Pages: 1 2 [3] 4 5 ... 10
21
TrID File Identifier / bundle-cafe.trid.xml for Mac OS X Mach-O universal bundle
« Last post by jenderek on August 25, 2020, 09:51:43 AM »
Hello trid users,

some days ago i run TrID on hundreds of Mac OS X Mach-O universal bundles
(*.bundle). Some inspected samples like Bzip2.bundle are misidentified as
"Mac OS X Mach-O universal Dynamically linked shared Library" by
dylib-cafe.trid.xml and all are also described in general by exe-ub.trid.xml
as "Mac OS X Universal Binary executable" (see appended output/trid-v.txt).

The file command {See https://en.wikipedia.org/wiki/File_(command)}
describes most of my inspected examples correctly like "Mach-O universal
binary" with sub type classification "bundle" (See appended
output/file-5.39.txt), because the file command use another method to detect
such libraries archives.
So i run tridscan on such bundle files to create bundle-cafe.trid.xml
definition file.

I add here again web page about Mach-O file format on Wikipedia. That is now
expressed by line like:
   <RefURL>https://en.wikipedia.org/wiki/Mach-O</RefURL>

Instead generic application/octet-stream the file command shows a user
defined type (See appended output/file-i-5.39.txt). So i changed in trid
definition file mime type. This is now shown by updated line like:
   <Mime>application/x-mach-binary</Mime>

When looking in bundle-cafe.trid.xml i see in global string section lines,
which are obviously generated by lucky circumstances like:
   <String>8'''__LINKEDIT</String>
I was not able to remove such strings, although definition file is based on
186 bundles. Probably the reason is that many bundles belong to the same package
like Python or Perl. So apparently often the same string phrases occur.

All my inspected samples are binary with 2 architectures with i386 CPU binary
as first. This together with the CAFEBABE magic is expressed by pattern
like:
   <Bytes>CAFEBABE0000000200000007000000030000100000</Bytes>
So i hope that other users can improve the definition file by running
tridscan on bundles with other and more CPU architectures.

With the new trid definition file now my Mac OS X Mach-O universal bundle
are described correctly ( see appended output/trid-new.txt). TrID
definition, some examples and output are stored in archive bundle.zip. I
hope that the new XML file can be used in future version of triddefs.

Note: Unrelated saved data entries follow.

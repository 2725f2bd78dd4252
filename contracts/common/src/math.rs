//! Mathematical Utilities
//!
//! Exchange-rate conversions between the custody asset (underlying) and the
//! yield pool's receipt token. Rates are mantissas scaled by 1e18 and all
//! conversions truncate toward zero.

use crate::constants::precision::EXP_SCALE;
use crate::errors::{CustodyError, CustodyResult};

/// Convert an underlying amount into pool tokens at `exchange_rate`
///
/// tokens = amount * 1e18 / exchange_rate
pub fn underlying_to_pool_tokens(amount: u128, exchange_rate: u128) -> CustodyResult<u128> {
    amount
        .checked_mul(EXP_SCALE)
        .ok_or(CustodyError::Overflow)?
        .checked_div(exchange_rate)
        .ok_or(CustodyError::DivisionByZero)
}

/// Convert pool tokens into their underlying value at `exchange_rate`
///
/// underlying = tokens * exchange_rate / 1e18
pub fn pool_tokens_to_underlying(tokens: u128, exchange_rate: u128) -> CustodyResult<u128> {
    tokens
        .checked_mul(exchange_rate)
        .ok_or(CustodyError::Overflow)?
        .checked_div(EXP_SCALE)
        .ok_or(CustodyError::DivisionByZero)
}
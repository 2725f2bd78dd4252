//! Custody Vault - Charms App Entry Point
//!
//! This binary is the entry point for the custody vault when running
//! as a Charms application.

use charms_sdk::data::{App, Data, Transaction};

/// Main validation function for custody vault operations.
///
/// # Arguments
/// * `app` - The custody vault app definition
/// * `tx` - The transaction being validated
/// * `x` - Public input data (unused)
/// * `w` - Witness data (contains the encoded call)
///
/// # Returns
/// `true` if the operation is valid, `false` otherwise
pub fn app_contract(app: &App, tx: &Transaction, x: &Data, w: &Data) -> bool {
    custody_vault::charms::validate_custody_operation(app, tx, x, w)
}

charms_sdk::main!(app_contract);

Value 6 is declared as MH_BUNDLE, which is used for dynamically bound bundle
file. That method for recognition is used by file command. I had hoped that i
can adopt this method for trid, but that mach_header structure seem to
appear some times at varying offsets. In many cases this offset was 0x1000.

With best wishes
Jörg Jenderek
22
Hello trid users,

some days ago i run TrID on dozens of Mac OS X Mach-O universal Dynamically
linked shared Library (*.dylib), Mach-O bundles (*.bundle), Mach-O
executables without filename extension and thousands Java byte-codes
(*.class).

All inspected samples are described by exe-ub.trid.xml as "Mac OS X
Universal Binary executable". So all Java byte-codes are misidentified with
40% possibility as such executables. And the other way an executable like
file is misidentified with 60% rate as Java byte-code (See appended
output/trid-v-old.txt).

The file command {See https://en.wikipedia.org/wiki/File_(command)} has also
some difficulties to distinguish, but it identifies file example correctly
as "Mach-O universal binary" (See appended output/file-k-5.39.txt), because
the file command use another method to detect such binaries.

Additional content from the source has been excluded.